U.S. President Donald Trump says there is no basis for a powerful legislative committee to investigate his personal finances.
“No other politician has to go through that. It’s called presidential harassment. And it’s unfortunate and it really does hurt our country,” Trump responded Wednesday when asked by a reporter about the House Intelligence Committee’s decision to examine his finances.
Trump took aim at the committee’s chairman, Adam Schiff, a Democrat and prominent critic of the president.
“Under what basis would he do that? He has no basis to do that. He’s just a political hack. He’s trying to build a name for himself,” Trump said of Schiff at the conclusion of a brief event in the White House Roosevelt Room to announce David Malpass as the U.S. nominee to run the World Bank.
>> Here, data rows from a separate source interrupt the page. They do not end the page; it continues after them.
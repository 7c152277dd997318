//! Per-namespace cache policy.

use std::time::Duration;

/// How a cache hit affects an entry's expiry.
#[derive(Debug, Clone, Copy, PartialEq, Eq, Default)]
pub enum Expiration {
    /// Expiry is fixed at insertion time.
    #[default]
    Fixed,
    /// Every hit pushes expiry out by a full TTL.
    Sliding,
}

/// Capacity and lifetime policy for one namespace.
#[derive(Debug, Clone, PartialEq, Eq)]
pub struct NamespaceConfig {
    /// Maximum live entries before LRU eviction.
    pub max_entries: usize,
    /// Default time-to-live for new entries.
    pub ttl: Duration,
    pub expiration: Expiration,
}

impl Default for NamespaceConfig {
    fn default() -> Self {
        Self {
            max_entries: 1_000,
            ttl: Duration::from_secs(300),
            expiration: Expiration::Fixed,
        }
    }
}

impl NamespaceConfig {
    /// Fixed-expiry namespace with the given bounds.
    pub fn new(max_entries: usize, ttl: Duration) -> Self {
        Self {
            max_entries,
            ttl,
            expiration: Expiration::Fixed,
        }
    }

    /// Set the capacity bound.
    pub fn with_max_entries(mut self, max_entries: usize) -> Self {
        self.max_entries = max_entries;
        self
    }

    /// Set the default TTL.
    pub fn with_ttl(mut self, ttl: Duration) -> Self {
        self.ttl = ttl;
        self
    }

    /// Extend the TTL on every hit.
    pub fn sliding(mut self) -> Self {
        self.expiration = Expiration::Sliding;
        self
    }

    /// Keep the TTL fixed at insertion.
    pub fn fixed(mut self) -> Self {
        self.expiration = Expiration::Fixed;
        self
    }

    pub fn is_sliding(&self) -> bool {
        self.expiration == Expiration::Sliding
    }
}

#[cfg(test)]
mod tests {
    use super::*;

    #[test]
    fn test_namespace_config_builder() {
        let config = NamespaceConfig::new(10, Duration::from_secs(5))
            .with_max_entries(20)
            .with_ttl(Duration::from_secs(30))
            .sliding();

        assert_eq!(config.max_entries, 20);
        assert_eq!(config.ttl, Duration::from_secs(30));
        assert!(config.is_sliding());
        assert!(!config.fixed().is_sliding());
    }
}
//! Background jobs for the ENCORE gateway
//!
//! - `janitor`: sweeps expired entries out of every cache store
//!
//! # Usage
//!
//! ```ignore
//! use encore_gateway::jobs::spawn_janitor;
//! use tokio_util::sync::CancellationToken;
//!
//! let shutdown = CancellationToken::new();
//! let handle = spawn_janitor(stores, config.janitor.clone(), shutdown.clone());
//!
//! // On shutdown
//! shutdown.cancel();
//! let metrics = handle.await?;
//! ```

pub mod janitor;

pub use janitor::{janitor_task, spawn_janitor, JanitorMetrics, JanitorSnapshot};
Hours earlier, Schiff declared that the committee, in the hands of opposition Democrats following last November’s midterm congressional election, would broaden its investigation to go “beyond Russia” and examine whether Trump’s concern for his financial interests are driving his policy decisions and other actions as president.
The committee’s wider mandate will “allow us to investigate any credible allegation that financial interests or other interests are driving decision-making of the president or anyone in the administration,” Schiff told reporters. “That pertains to any credible allegations of leverage by the Russians or the Saudis or anyone else.”
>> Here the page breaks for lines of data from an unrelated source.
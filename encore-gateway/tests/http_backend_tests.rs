//! The full gateway over a real HTTP backend with a single throttle slot.

use std::time::Duration;

use encore_core::{BackendConfig, FieldMap, FindOptions, RecordId, ThrottleConfig};
use encore_gateway::{GatewayConfig, GatewayState, JanitorConfig};
use httpmock::prelude::*;
use serde_json::json;
use tokio_util::sync::CancellationToken;

const PREFIX: &str = "/fmi/data/vLatest/databases/Encore";

fn rows(id: &str) -> serde_json::Value {
    json!({
        "response": { "data": [{ "recordId": id, "modId": "1", "fieldData": {} }] },
        "messages": [{ "code": "0", "message": "OK" }]
    })
}

async fn single_slot_gateway(server: &MockServer) -> GatewayState {
    server
        .mock_async(|when, then| {
            when.method(POST).path(format!("{}/sessions", PREFIX));
            then.status(200).json_body(json!({
                "response": { "token": "tok-1" },
                "messages": [{ "code": "0", "message": "OK" }]
            }));
        })
        .await;

    let config = GatewayConfig::new(BackendConfig::new(server.base_url(), "Encore", "api", "secret"))
        .with_janitor(JanitorConfig::disabled())
        .with_throttle(
            ThrottleConfig::default()
                .with_ceiling(1)
                .with_min_start_gap(Duration::ZERO),
        );
    GatewayState::start(config).expect("gateway starts")
}

#[tokio::test]
async fn test_cancelled_shared_read_does_not_stall_throttle() {
    let server = MockServer::start_async().await;
    server
        .mock_async(|when, then| {
            when.method(POST).path(format!("{}/layouts/Slow/_find", PREFIX));
            then.status(200)
                .delay(Duration::from_millis(500))
                .json_body(rows("1"));
        })
        .await;
    let read = server
        .mock_async(|when, then| {
            when.method(GET)
                .path(format!("{}/layouts/Tracks/records/7", PREFIX));
            then.status(200).json_body(rows("7"));
        })
        .await;
    server
        .mock_async(|when, then| {
            when.method(POST).path(format!("{}/layouts/Tracks/_find", PREFIX));
            then.status(200).json_body(rows("9"));
        })
        .await;

    let state = single_slot_gateway(&server).await;
    let gateway = state.gateway().clone();
    gateway
        .ensure_token(&CancellationToken::new())
        .await
        .expect("session opened");

    // Holds the only permit for half a second.
    let slow = {
        let gateway = gateway.clone();
        tokio::spawn(async move {
            gateway
                .find("Slow", &[FieldMap::new()], &FindOptions::new(), &CancellationToken::new())
                .await
        })
    };
    tokio::time::sleep(Duration::from_millis(50)).await;

    // Queues behind it, then its only waiter gives up.
    let cancel = CancellationToken::new();
    let trigger = cancel.clone();
    tokio::spawn(async move {
        tokio::time::sleep(Duration::from_millis(100)).await;
        trigger.cancel();
    });
    let abandoned = gateway
        .get_by_id("Tracks", &RecordId::new("7"), &cancel)
        .await;
    assert!(abandoned.expect_err("cancelled").is_cancelled());

    // Unrelated work still gets through once the slow call finishes.
    let found = tokio::time::timeout(
        Duration::from_secs(5),
        gateway.find("Tracks", &[FieldMap::new()], &FindOptions::new(), &CancellationToken::new()),
    )
    .await
    .expect("throttle not stalled")
    .expect("find succeeds");
    assert_eq!(found.len(), 1);

    slow.await.expect("join").expect("slow find succeeds");
    // The abandoned read still ran to completion and filled the cache.
    read.assert_hits_async(1).await;
    let cached = gateway
        .get_by_id("Tracks", &RecordId::new("7"), &CancellationToken::new())
        .await
        .expect("cached read");
    assert!(cached.is_some());
    read.assert_hits_async(1).await;
}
In a statement, the California congressman and former federal prosecutor said the committee would continue examining Russia’s actions during the 2016 presidential election as well as contacts between Moscow and Trump’s campaign team, but now would also scrutinize “whether any foreign actor has sought to compromise or holds leverage, financial or otherwise, over Donald Trump, his family, his business, or his associates.”
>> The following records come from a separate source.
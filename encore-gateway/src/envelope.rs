//! Backend response envelope.
//!
//! Every backend reply has the shape
//! `{ "response": {...}, "messages": [{ "code": "0", "message": "OK" }] }`.
//! Message codes are strings on the wire but some servers send numbers.

use encore_core::{BackendError, FieldMap, GatewayResult, Record, RecordId};
use serde::{Deserialize, Deserializer, Serialize};
use serde_json::Value;

use crate::constants::{CODE_NO_RECORDS, CODE_OK};

/// Raw HTTP outcome of one backend call.
#[derive(Debug, Clone, PartialEq)]
pub struct BackendReply {
    pub status: u16,
    pub body: Value,
}

impl BackendReply {
    pub fn new(status: u16, body: Value) -> Self {
        Self { status, body }
    }
}

/// One entry of the `messages` array.
#[derive(Debug, Clone, PartialEq, Eq, Serialize, Deserialize)]
pub struct BackendMessage {
    #[serde(deserialize_with = "code_as_string")]
    pub code: String,
    #[serde(default)]
    pub message: String,
}

fn code_as_string<'de, D: Deserializer<'de>>(deserializer: D) -> Result<String, D::Error> {
    Ok(match Value::deserialize(deserializer)? {
        Value::String(s) => s,
        other => other.to_string(),
    })
}

/// Decoded backend envelope.
#[derive(Debug, Clone, PartialEq, Serialize, Deserialize)]
pub struct Envelope {
    #[serde(default)]
    pub response: Value,
    #[serde(default)]
    pub messages: Vec<BackendMessage>,
}

impl Envelope {
    /// Decode a reply, mapping an HTTP 401 to `BackendError::Unauthorized`.
    ///
    /// A 401 status whose message code is `401` means "no records match",
    /// not a rejected session, and decodes normally.
    pub fn from_reply(reply: BackendReply) -> GatewayResult<Self> {
        let status = reply.status;
        let envelope: Option<Envelope> = serde_json::from_value(reply.body.clone()).ok();

        if status == 401 {
            let no_records = envelope
                .as_ref()
                .is_some_and(|e| e.code() == CODE_NO_RECORDS);
            if !no_records {
                return Err(BackendError::Unauthorized.into());
            }
        }

        match envelope {
            Some(envelope) if !envelope.messages.is_empty() => Ok(envelope),
            _ if (200..300).contains(&status) => Err(BackendError::Malformed {
                reason: format!("missing message envelope in {} reply", status),
            }
            .into()),
            _ => Err(BackendError::Http {
                status,
                message: body_excerpt(&reply.body),
            }
            .into()),
        }
    }

    /// Primary message code.
    pub fn code(&self) -> &str {
        self.messages
            .first()
            .map(|m| m.code.as_str())
            .unwrap_or(CODE_OK)
    }

    pub fn message(&self) -> &str {
        self.messages
            .first()
            .map(|m| m.message.as_str())
            .unwrap_or_default()
    }

    pub fn is_ok(&self) -> bool {
        self.code() == CODE_OK
    }

    pub fn is_no_records(&self) -> bool {
        self.code() == CODE_NO_RECORDS
    }

    /// The `response` object, or the backend's rejection.
    pub fn into_response(self) -> GatewayResult<Value> {
        if self.is_ok() {
            Ok(self.response)
        } else {
            Err(self.rejection().into())
        }
    }

    pub fn rejection(&self) -> BackendError {
        BackendError::Rejected {
            code: self.code().to_string(),
            message: self.message().to_string(),
        }
    }

    /// Build a success envelope.
    pub fn ok(response: Value) -> Self {
        Self {
            response,
            messages: vec![BackendMessage {
                code: CODE_OK.to_string(),
                message: "OK".to_string(),
            }],
        }
    }

    /// Build an error envelope.
    pub fn error(code: impl Into<String>, message: impl Into<String>) -> Self {
        Self {
            response: Value::Object(Default::default()),
            messages: vec![BackendMessage {
                code: code.into(),
                message: message.into(),
            }],
        }
    }

    pub fn to_value(&self) -> Value {
        serde_json::to_value(self).unwrap_or(Value::Null)
    }
}

fn body_excerpt(body: &Value) -> String {
    let text = match body {
        Value::String(s) => s.clone(),
        Value::Null => String::new(),
        other => other.to_string(),
    };
    text.chars().take(200).collect()
}

// ============================================================================
// RESPONSE PAYLOADS
// ============================================================================

fn id_text(value: &Value) -> Option<String> {
    match value {
        Value::String(s) if !s.trim().is_empty() => Some(s.trim().to_string()),
        Value::Number(n) => Some(n.to_string()),
        _ => None,
    }
}

fn malformed(reason: impl Into<String>) -> BackendError {
    BackendError::Malformed {
        reason: reason.into(),
    }
}

/// Parse `response.data[]` into records.
pub fn parse_records(response: &Value) -> GatewayResult<Vec<Record>> {
    let Some(rows) = response.get("data") else {
        return Ok(Vec::new());
    };
    let rows = rows
        .as_array()
        .ok_or_else(|| malformed("response.data is not an array"))?;
    rows.iter().map(parse_record).collect()
}

fn parse_record(row: &Value) -> GatewayResult<Record> {
    let record_id = row
        .get("recordId")
        .and_then(id_text)
        .ok_or_else(|| malformed("record row without recordId"))?;
    let fields: FieldMap = match row.get("fieldData") {
        Some(Value::Object(map)) => map.clone(),
        None | Some(Value::Null) => FieldMap::new(),
        Some(_) => return Err(malformed("fieldData is not an object").into()),
    };
    Ok(Record {
        record_id: RecordId::new(record_id),
        mod_id: row.get("modId").and_then(id_text),
        fields,
    })
}

/// Parse `response.recordId` from a create reply.
pub fn parse_record_id(response: &Value) -> GatewayResult<RecordId> {
    response
        .get("recordId")
        .and_then(id_text)
        .map(RecordId::new)
        .ok_or_else(|| malformed("create reply without recordId").into())
}

/// Parse `response.token` from a login reply.
pub fn parse_token(response: &Value) -> GatewayResult<String> {
    response
        .get("token")
        .and_then(Value::as_str)
        .filter(|t| !t.is_empty())
        .map(str::to_string)
        .ok_or_else(|| malformed("login reply without token").into())
}

#[cfg(test)]
mod tests {
    use super::*;
    use encore_core::GatewayError;
    use serde_json::json;

    #[test]
    fn test_ok_envelope() {
        let reply = BackendReply::new(
            200,
            json!({ "response": { "recordId": "12", "modId": "0" }, "messages": [{ "code": "0", "message": "OK" }] }),
        );
        let envelope = Envelope::from_reply(reply).expect("decodes");
        assert!(envelope.is_ok());
        let response = envelope.into_response().expect("ok");
        assert_eq!(parse_record_id(&response), Ok(RecordId::new("12")));
    }

    #[test]
    fn test_numeric_codes_are_accepted() {
        let reply = BackendReply::new(
            500,
            json!({ "response": {}, "messages": [{ "code": 102, "message": "Field is missing" }] }),
        );
        let envelope = Envelope::from_reply(reply).expect("decodes");
        assert_eq!(envelope.code(), "102");
        let err = envelope.into_response().expect_err("rejected");
        assert_eq!(err.backend_code(), Some("102"));
    }

    #[test]
    fn test_http_401_is_unauthorized() {
        let reply = BackendReply::new(
            401,
            json!({ "response": {}, "messages": [{ "code": "952", "message": "Invalid token" }] }),
        );
        assert_eq!(
            Envelope::from_reply(reply),
            Err(GatewayError::Backend(BackendError::Unauthorized))
        );

        let bare = BackendReply::new(401, Value::Null);
        assert_eq!(
            Envelope::from_reply(bare),
            Err(GatewayError::Backend(BackendError::Unauthorized))
        );
    }

    #[test]
    fn test_http_401_with_no_records_code_is_not_unauthorized() {
        let reply = BackendReply::new(401, Envelope::error("401", "No records match").to_value());
        let envelope = Envelope::from_reply(reply).expect("decodes");
        assert!(envelope.is_no_records());
    }

    #[test]
    fn test_non_envelope_error_body() {
        let reply = BackendReply::new(502, Value::String("<html>Bad Gateway</html>".to_string()));
        match Envelope::from_reply(reply) {
            Err(GatewayError::Backend(BackendError::Http { status, message })) => {
                assert_eq!(status, 502);
                assert!(message.contains("Bad Gateway"));
            }
            other => panic!("unexpected: {:?}", other),
        }
    }

    #[test]
    fn test_parse_records() {
        let response = json!({
            "data": [
                { "recordId": "1", "modId": "3", "fieldData": { "SessionID": "s", "PositionSec": 12 } },
                { "recordId": 2, "fieldData": {} }
            ]
        });
        let records = parse_records(&response).expect("parses");
        assert_eq!(records.len(), 2);
        assert_eq!(records[0].mod_id.as_deref(), Some("3"));
        assert_eq!(records[0].number("PositionSec"), Some(12.0));
        assert_eq!(records[1].record_id, RecordId::new("2"));

        assert_eq!(parse_records(&json!({})), Ok(Vec::new()));
        assert!(parse_records(&json!({ "data": [{ "fieldData": {} }] })).is_err());
    }

    #[test]
    fn test_parse_token() {
        assert_eq!(parse_token(&json!({ "token": "abc" })), Ok("abc".to_string()));
        assert!(parse_token(&json!({ "token": "" })).is_err());
    }
}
The committee voted earlier Wednesday to send more than 50 transcripts of interviews from its Russia investigation to special counsel Robert Mueller.
When the panel was under Republican control last year, lawmakers of the then-majority party in the House of Representatives sought to bring their investigation to an end, despite protests from Democrats that it was premature to reach any conclusions.
Trump, during his State of the Union address Tuesday to lawmakers of both chambers, termed such inquiries by congressional committees “ridiculous partisan investigations.”
In his speech, Trump stated, “If there is going to be peace and legislation, there cannot be war and investigation.”